El Paso had 540 new COVID-19 cases reported this week, including 162 on Saturday, our second-highest one day total. Public health officials said there was no cluster of cases that would explain the Saturday spike.

For some reason, El Paso health officials remain fixated on holidays as a explanation for an increase in cases — first Easter, then Mother’s Day, then Memorial Day. “Once all investigations are completed staff will be able to determine if this spike might be due to Memorial Day,” according to a city press release Saturday.

The city press release came 26 days after Memorial Day. The incubation period for COVID-19 is no more than 14 days, except in rare cases.

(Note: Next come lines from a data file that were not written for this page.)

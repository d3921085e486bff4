/// CLI integration tests for cadence
///
/// These tests run the binary as a black box against temporary data files.
use predicates::prelude::*;

mod helpers;
use helpers::{assertions, CliTestHarness, TestFixtures};

#[test]
fn test_cli_help_and_version() {
    let harness = CliTestHarness::new();

    harness
        .run_success(&["--help"])
        .stdout(predicate::str::contains("Recurring tasks"))
        .stdout(predicate::str::contains("actionable"));

    harness
        .run_success(&["--version"])
        .stdout(predicate::str::contains("cadence"));

    harness
        .run_failure(&["invalid-command"])
        .stderr(predicate::str::contains("error"));
}

#[test]
fn test_add_and_list_templates() {
    let harness = CliTestHarness::new();

    harness
        .run_success(&["templates"])
        .stdout(assertions::empty_result());

    harness
        .run_success(&["add", "Pay rent", "--due", "2024-01-01", "--every", "monthly", "--day-of-month", "1"])
        .stdout(assertions::task_created_successfully())
        .stdout(predicate::str::contains("monthly on day 1"));

    harness
        .run_success(&["add", "File taxes", "--due", "2024-04-15", "--priority", "high"])
        .stdout(assertions::task_created_successfully());

    harness
        .run_success(&["templates"])
        .stdout(predicate::str::contains("Pay rent"))
        .stdout(predicate::str::contains("File taxes"))
        .stdout(predicate::str::contains("Once"));

    assert_eq!(harness.template_ids().len(), 2);
}

#[test]
fn test_add_rejects_invalid_input() {
    let harness = CliTestHarness::new();

    harness
        .run_failure(&["add", "Bad day", "--due", "2024-01-01", "--every", "monthly", "--day-of-month", "32"])
        .stderr(predicate::str::contains("Invalid recurrence"));

    harness
        .run_failure(&["add", "Bad days", "--due", "2024-01-01", "--every", "daily", "--on", "mon"])
        .stderr(predicate::str::contains("weekly"));

    harness
        .run_failure(&["add", "Bad weekday", "--due", "2024-01-01", "--every", "weekly", "--on", "funday"])
        .stderr(assertions::has_error());

    harness
        .run_failure(&["add", "Bad date", "--due", "definitely-not-a-date"])
        .stderr(assertions::has_error());

    harness
        .run_failure(&["add", "Zero", "--due", "2024-01-01", "--every", "daily", "--interval", "0"])
        .stderr(predicate::str::contains("error"));

    assert!(!harness.templates_path().exists());
}

#[test]
fn test_today_respects_weekends() {
    let harness = CliTestHarness::new();
    let id = harness.add_task(&TestFixtures::standup_args());

    harness
        .run_success(&["today", "--date", "2024-01-06"])
        .stdout(assertions::empty_result());

    harness
        .run_success(&["today", "--date", "2024-01-08"])
        .stdout(assertions::has_instance_table_headers())
        .stdout(predicate::str::contains("Standup"))
        .stdout(predicate::str::contains(format!("{}_2024-01-08", id)));
}

#[test]
fn test_do_and_undo_occurrence() {
    let harness = CliTestHarness::new();
    let id = harness.add_task(&TestFixtures::standup_args());
    let instance_id = format!("{}_2024-01-08", id);

    harness
        .run_success(&["do", &instance_id])
        .stdout(predicate::str::contains("Completed task: 'Standup' for 2024-01-08"))
        .stdout(predicate::str::contains("Next occurrence: "));

    harness
        .run_success(&["ledger", "list"])
        .stdout(predicate::str::contains("2024-01-08"))
        .stdout(predicate::str::contains("Standup"));

    // Completing one occurrence leaves the next day open.
    harness
        .run_success(&["today", "--date", "2024-01-09"])
        .stdout(predicate::str::contains(format!("{}_2024-01-09", id)))
        .stdout(predicate::str::contains("Done").not());

    harness
        .run_success(&["undo", &id[..8], "--date", "2024-01-08"])
        .stdout(predicate::str::contains("Reopened task"));

    harness
        .run_success(&["undo", &id[..8], "--date", "2024-01-08"])
        .stdout(predicate::str::contains("was not completed"));

    harness
        .run_success(&["ledger", "list"])
        .stdout(predicate::str::contains("No completed occurrences"));
}

#[test]
fn test_do_rejects_non_occurrence() {
    let harness = CliTestHarness::new();
    let id = harness.add_task(&TestFixtures::standup_args());

    harness
        .run_failure(&["do", &id[..8], "--date", "2024-01-06"])
        .stderr(predicate::str::contains("does not occur on 2024-01-06"));
}

#[test]
fn test_do_rejects_one_off_task() {
    let harness = CliTestHarness::new();
    let one_off = harness.add_task(&["Dentist", "--due", "2024-02-01"]);

    harness
        .run_failure(&["do", &one_off, "--date", "2024-02-01"])
        .stderr(predicate::str::contains("Task 'Dentist' does not repeat"));

    harness
        .run_success(&["ledger", "list"])
        .stdout(predicate::str::contains("No completed occurrences"));
}

#[test]
fn test_id_resolution_errors() {
    let harness = CliTestHarness::new();
    harness.write_templates(TestFixtures::ambiguous_templates_json());

    harness
        .run_failure(&["do", "0", "--date", "2024-01-02"])
        .stderr(predicate::str::contains("at least 2 characters"));

    harness
        .run_failure(&["do", "0190a1b2", "--date", "2024-01-02"])
        .stderr(predicate::str::contains("Ambiguous ID"))
        .stderr(predicate::str::contains("Water plants"))
        .stderr(predicate::str::contains("Feed cat"));

    harness
        .run_failure(&["do", "ffff", "--date", "2024-01-02"])
        .stderr(predicate::str::contains("No task found"));

    harness
        .run_success(&["do", "0190a1b2-0000-7000-8000-000000000002", "--date", "2024-01-02"])
        .stdout(predicate::str::contains("Feed cat"));
}

#[test]
fn test_actionable_prefers_latest_open_occurrence() {
    let harness = CliTestHarness::new();
    let id = harness.add_task(&TestFixtures::standup_args());

    for day in ["2024-01-08", "2024-01-09"] {
        harness.run_success(&["do", &id[..8], "--date", day]);
    }

    harness
        .run_success(&["actionable", "--date", "2024-01-10"])
        .stdout(predicate::str::contains(format!("{}_2024-01-10", id)));

    // Saturday: Friday was missed and is surfaced instead of Monday.
    harness
        .run_success(&["actionable", "--date", "2024-01-13"])
        .stdout(predicate::str::contains(format!("{}_2024-01-12", id)))
        .stdout(predicate::str::contains("Overdue"));
}

#[test]
fn test_agenda_over_range() {
    let harness = CliTestHarness::new();
    let id = harness.add_task(&["Gym", "--due", "2024-01-01", "--every", "weekly", "--on", "mon,wed"]);

    harness
        .run_success(&["agenda", "--from", "2024-01-08", "--to", "2024-01-14"])
        .stdout(predicate::str::contains(format!("{}_2024-01-08", id)))
        .stdout(predicate::str::contains(format!("{}_2024-01-10", id)))
        .stdout(predicate::str::contains("2024-01-09").not());

    harness
        .run_failure(&["agenda", "--from", "2024-01-14", "--to", "2024-01-08"])
        .stderr(predicate::str::contains("after"));
}

#[test]
fn test_next_respects_count_limit() {
    let harness = CliTestHarness::new();
    let id = harness.add_task(&["Course", "--due", "2024-01-01", "--every", "daily", "--count", "3"]);

    harness
        .run_success(&["next", &id[..8], "--from", "2024-01-01", "-n", "5"])
        .stdout(predicate::str::contains("2024-01-03"))
        .stdout(predicate::str::contains("2024-01-04").not());

    harness
        .run_success(&["next", &id[..8], "--from", "2024-01-04"])
        .stdout(predicate::str::contains("no upcoming occurrences"));

    let one_off = harness.add_task(&["Dentist", "--due", "2024-02-01"]);
    harness
        .run_failure(&["next", &one_off])
        .stderr(predicate::str::contains("does not repeat"));
}

#[test]
fn test_remove_clears_history() {
    let harness = CliTestHarness::new();
    let id = harness.add_task(&TestFixtures::standup_args());
    harness.run_success(&["do", &id[..8], "--date", "2024-01-08"]);

    harness
        .run_success(&["remove", &id[..8], "--force"])
        .stdout(predicate::str::contains("Removed task 'Standup' (1 completion record cleared)"));

    assert!(harness.template_ids().is_empty());
    harness
        .run_success(&["ledger", "list"])
        .stdout(predicate::str::contains("No completed occurrences"));
}

#[test]
fn test_remove_drops_template_before_touching_ledger() {
    let harness = CliTestHarness::with_backend("json");
    let id = harness.add_task(&TestFixtures::standup_args());
    std::fs::write(harness.ledger_path(), "not json").unwrap();

    // The unreadable ledger fails the command only after the template is gone.
    harness
        .run_failure(&["remove", &id[..8], "--force"])
        .stderr(assertions::has_error());

    assert!(harness.template_ids().is_empty());
    assert_eq!(std::fs::read_to_string(harness.ledger_path()).unwrap(), "not json");
}

#[test]
fn test_ledger_clear() {
    let harness = CliTestHarness::new();
    let standup = harness.add_task(&TestFixtures::standup_args());
    let gym = harness.add_task(&["Gym", "--due", "2024-01-01", "--every", "weekly"]);

    harness.run_success(&["do", &standup, "--date", "2024-01-08"]);
    harness.run_success(&["do", &standup, "--date", "2024-01-09"]);
    harness.run_success(&["do", &format!("{}_2024-01-08", gym)]);

    harness
        .run_success(&["ledger", "clear", "--task", &gym, "--force"])
        .stdout(predicate::str::contains("Cleared 1 completion record."));

    harness
        .run_success(&["ledger", "clear", "--force"])
        .stdout(predicate::str::contains("Cleared 2 completion records."));
}

#[test]
fn test_json_ledger_backend() {
    let harness = CliTestHarness::with_backend("json");
    let id = harness.add_task(&TestFixtures::standup_args());

    harness.run_success(&["do", &id[..8], "--date", "2024-01-08"]);
    assert!(harness.ledger_path().exists());
    assert!(!harness.dir().join("test.db").exists());

    let raw = std::fs::read_to_string(harness.ledger_path()).unwrap();
    assert!(raw.contains("2024-01-08"));

    harness
        .run_success(&["today", "--date", "2024-01-08"])
        .stdout(predicate::str::contains("Done"));
}

#[test]
fn test_invalid_backend_is_reported() {
    let harness = CliTestHarness::with_backend("postgres");

    harness
        .run_failure(&["templates"])
        .stderr(predicate::str::contains("Invalid configuration"));
}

The cause for the ongoing increase in COVID-19 cases is pretty obvious. El Paso’s COVID-19 cases began rising sharply the first week of May. Texas began re-opening its economy May 1 and has expanded allowable activity in the weeks since.

Policymakers knew the reopening decisions would lead to an increase in cases. They also knew the economic lockdown that began in March to slow the spread of COVID-19 wasn’t sustainable.

Gov. Greg Abbott this week allowed local governments to implement face-covering requirements, something he had previously blocked. His decision allows local governments to require businesses to mandate face-coverings for their employees and customers. El Paso’s city and county governments issued such an order Thursday and it takes effect Monday.

We’ll be watching to see if the face-covering requirement impacts the number of new cases in coming weeks.

One other note on the numbers. The city is now including reported COVID-19 cases at the detention center run by Immigration and Customs Enforcement. They previously excluded those cases.  ICE reported 93 cases among detainees at its El Paso Processing Center as of Thursday. That’s up from 30 in late May.

Officials never announced the data change. I noticed a sharp rise since late May in the 79925 ZIP code, where the ICE detention facility is located. That made me suspect the city had begun including the ICE detainee numbers and the city confirmed my hunch after I asked. I’m still not sure when the city began including the ICE numbers in its daily tracking.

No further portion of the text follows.